**About this task:** Go through the material that comes after this and count the lines containing "matches"; report only the count.

**Listed entries:**

//! In-process relays with fault injection, for tests and dry runs.

use anyhow::{bail, Result};
use async_trait::async_trait;
use std::collections::{BTreeMap, HashMap, HashSet};
use std::sync::{Mutex, MutexGuard, PoisonError};
use std::time::Duration;
use tracing::debug;

use crate::{merge_unique, PublishReceipt, SignedMessage, Transport};

#[derive(Default)]
struct State {
    /// relay → (id → message)
    relays: HashMap<String, BTreeMap<String, SignedMessage>>,
    offline: HashSet<String>,
    rejecting: HashSet<String>,
    rejected_kinds: HashSet<u32>,
    publish_delay: Duration,
    fetch_delay: Duration,
    publish_attempts: usize,
}

/// Relays held in memory.
///
/// A relay comes into existence the first time something is published to
/// it. Offline relays refuse publishes and fail fetches; rejecting relays
/// refuse publishes but still answer fetches.
#[derive(Default)]
pub struct MemoryTransport {
    state: Mutex<State>,
}

impl MemoryTransport {
    pub fn new() -> Self {
        Self::default()
    }

    fn lock(&self) -> MutexGuard<'_, State> {
        self.state.lock().unwrap_or_else(PoisonError::into_inner)
    }

    pub fn set_offline(&self, relay: &str, offline: bool) {
        let mut state = self.lock();
        if offline {
            state.offline.insert(relay.to_string());
        } else {
            state.offline.remove(relay);
        }
    }

    pub fn set_rejecting(&self, relay: &str, rejecting: bool) {
        let mut state = self.lock();
        if rejecting {
            state.rejecting.insert(relay.to_string());
        } else {
            state.rejecting.remove(relay);
        }
    }

    /// Refuse every message of `kind` on every relay.
    pub fn reject_kind(&self, kind: u32) {
        self.lock().rejected_kinds.insert(kind);
    }

    pub fn accept_kind(&self, kind: u32) {
        self.lock().rejected_kinds.remove(&kind);
    }

    /// Delay applied before every publish.
    pub fn set_publish_delay(&self, delay: Duration) {
        self.lock().publish_delay = delay;
    }

    /// Delay applied before every fetch.
    pub fn set_fetch_delay(&self, delay: Duration) {
        self.lock().fetch_delay = delay;
    }

    /// Messages stored on one relay, ordered by id.
    pub fn messages(&self, relay: &str) -> Vec<SignedMessage> {
        self.lock()
            .relays
            .get(relay)
            .map(|m| m.values().cloned().collect())
            .unwrap_or_default()
    }

    /// Every distinct message across all relays.
    pub fn all_messages(&self) -> Vec<SignedMessage> {
        let state = self.lock();
        let mut out = Vec::new();
        for stored in state.relays.values() {
            merge_unique(&mut out, stored.values().cloned());
        }
        out
    }

    /// Simulate a relay losing a message.
    pub fn drop_message(&self, relay: &str, id: &str) -> bool {
        self.lock()
            .relays
            .get_mut(relay)
            .and_then(|m| m.remove(id))
            .is_some()
    }

    /// Number of `publish` calls made, successful or not.
    pub fn publish_attempts(&self) -> usize {
        self.lock().publish_attempts
    }

    fn query(
        &self,
        relays: &[String],
        matches: impl Fn(&SignedMessage) -> bool,
    ) -> Result<Vec<SignedMessage>> {
        if relays.is_empty() {
            bail!("no relays to query");
        }
        let state = self.lock();
        let mut out = Vec::new();
        let mut answered = 0usize;
        for relay in relays {
            if state.offline.contains(relay) {
                debug!(relay = %relay, "relay offline, skipping");
                continue;
            }
            answered += 1;
            if let Some(stored) = state.relays.get(relay) {
                merge_unique(&mut out, stored.values().filter(|m| matches(*m)).cloned());
            }
        }
        if answered == 0 {
            bail!("all {} relay(s) unreachable", relays.len());
        }
        Ok(out)
    }
}

#[async_trait]
impl Transport for MemoryTransport {
    async fn publish(&self, message: &SignedMessage, relays: &[String]) -> Result<PublishReceipt> {
        let delay = {
            let mut state = self.lock();
            state.publish_attempts += 1;
            state.publish_delay
        };
        if !delay.is_zero() {
            tokio::time::sleep(delay).await;
        }

        if relays.is_empty() {
            bail!("no relays to publish to");
        }
        if let Err(e) = message.verify() {
            bail!("message {} rejected: {e}", message.id);
        }

        let mut state = self.lock();
        let mut accepted = Vec::new();
        let mut rejected = Vec::new();
        for relay in relays {
            let refusal = if state.offline.contains(relay) {
                Some("offline".to_string())
            } else if state.rejecting.contains(relay) {
                Some("rejected by relay".to_string())
            } else if state.rejected_kinds.contains(&message.kind) {
                Some(format!("kind {} not accepted", message.kind))
            } else {
                None
            };

            match refusal {
                Some(reason) => {
                    debug!(relay = %relay, event_id = %message.id, %reason, "publish refused");
                    rejected.push((relay.clone(), reason));
                }
                None => {
                    state
                        .relays
                        .entry(relay.clone())
                        .or_default()
                        .insert(message.id.clone(), message.clone());
                    accepted.push(relay.clone());
                }
            }
        }

        if accepted.is_empty() {
            let reasons: Vec<String> = rejected.iter().map(|(r, why)| format!("{r}: {why}")).collect();
            bail!("no relay accepted message {}: {}", message.id, reasons.join(", "));
        }
        Ok(PublishReceipt {
            id: message.id.clone(),
            accepted,
            rejected,
        })
    }

    async fn fetch_by_ids(&self, ids: &[String], relays: &[String]) -> Result<Vec<SignedMessage>> {
        let delay = self.lock().fetch_delay;
        if !delay.is_zero() {
            tokio::time::sleep(delay).await;
        }
        self.query(relays, |m| ids.contains(&m.id))
    }

    async fn fetch_by_author_and_tag(
        &self,
        author: &str,
        tag_key: &str,
        tag_value: &str,
        relays: &[String],
    ) -> Result<Vec<SignedMessage>> {
        let delay = self.lock().fetch_delay;
        if !delay.is_zero() {
            tokio::time::sleep(delay).await;
        }
        self.query(relays, |m| m.pubkey == author && m.has_tag(tag_key, tag_value))
    }
}

#[cfg(test)]
mod tests {
    use super::*;
    use crate::message::{metadata_tag, METADATA_KIND, SHARD_KIND};
    use keyshard_crypto::Keypair;

    fn relays() -> Vec<String> {
        vec!["relay-a".into(), "relay-b".into()]
    }

    fn msg(author: &Keypair, kind: u32) -> SignedMessage {
        SignedMessage::sign(author, kind, 10, vec![metadata_tag()], "x".into()).unwrap()
    }

    #[tokio::test]
    async fn test_publish_and_fetch() {
        let transport = MemoryTransport::new();
        let author = Keypair::try_generate().unwrap();
        let m = msg(&author, SHARD_KIND);

        let receipt = transport.publish(&m, &relays()).await.unwrap();
        assert_eq!(receipt.id, m.id);
        assert_eq!(receipt.accepted, relays());

        let found = transport
            .fetch_by_ids(&[m.id.clone()], &relays())
            .await
            .unwrap();
        assert_eq!(found, vec![m]);
    }

    #[tokio::test]
    async fn test_partial_relay_failure() {
        let transport = MemoryTransport::new();
        transport.set_offline("relay-a", true);
        let author = Keypair::try_generate().unwrap();
        let m = msg(&author, SHARD_KIND);

        let receipt = transport.publish(&m, &relays()).await.unwrap();
        assert_eq!(receipt.accepted, vec!["relay-b".to_string()]);
        assert_eq!(receipt.rejected.len(), 1);

        transport.set_offline("relay-b", true);
        assert!(transport.publish(&m, &relays()).await.is_err());
        assert!(transport.fetch_by_ids(&[m.id], &relays()).await.is_err());
    }

    #[tokio::test]
    async fn test_reject_kind() {
        let transport = MemoryTransport::new();
        transport.reject_kind(METADATA_KIND);
        let author = Keypair::try_generate().unwrap();

        assert!(transport.publish(&msg(&author, METADATA_KIND), &relays()).await.is_err());
        assert!(transport.publish(&msg(&author, SHARD_KIND), &relays()).await.is_ok());
        assert_eq!(transport.publish_attempts(), 2);
    }

    #[tokio::test]
    async fn test_unsigned_message_refused() {
        let transport = MemoryTransport::new();
        let author = Keypair::try_generate().unwrap();
        let mut m = msg(&author, SHARD_KIND);
        m.content = "tampered".into();
        assert!(transport.publish(&m, &relays()).await.is_err());
        assert!(transport.all_messages().is_empty());
    }

    #[tokio::test]
    async fn test_fetch_by_author_and_tag() {
        let transport = MemoryTransport::new();
        let alice = Keypair::try_generate().unwrap();
        let bob = Keypair::try_generate().unwrap();
        transport.publish(&msg(&alice, METADATA_KIND), &relays()).await.unwrap();
        transport.publish(&msg(&bob, METADATA_KIND), &relays()).await.unwrap();

        let found = transport
            .fetch_by_author_and_tag(&alice.public().to_hex(), "d", crate::METADATA_TAG, &relays())
            .await
            .unwrap();
        assert_eq!(found.len(), 1);
        assert_eq!(found[0].pubkey, alice.public().to_hex());
    }

    #[tokio::test]
    async fn test_drop_message() {
        let transport = MemoryTransport::new();
        let author = Keypair::try_generate().unwrap();
        let m = msg(&author, SHARD_KIND);
        transport.publish(&m, &relays()).await.unwrap();

        assert!(transport.drop_message("relay-a", &m.id));
        assert!(transport.messages("relay-a").is_empty());
        assert_eq!(transport.messages("relay-b").len(), 1);
    }
}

**Expected output:** 2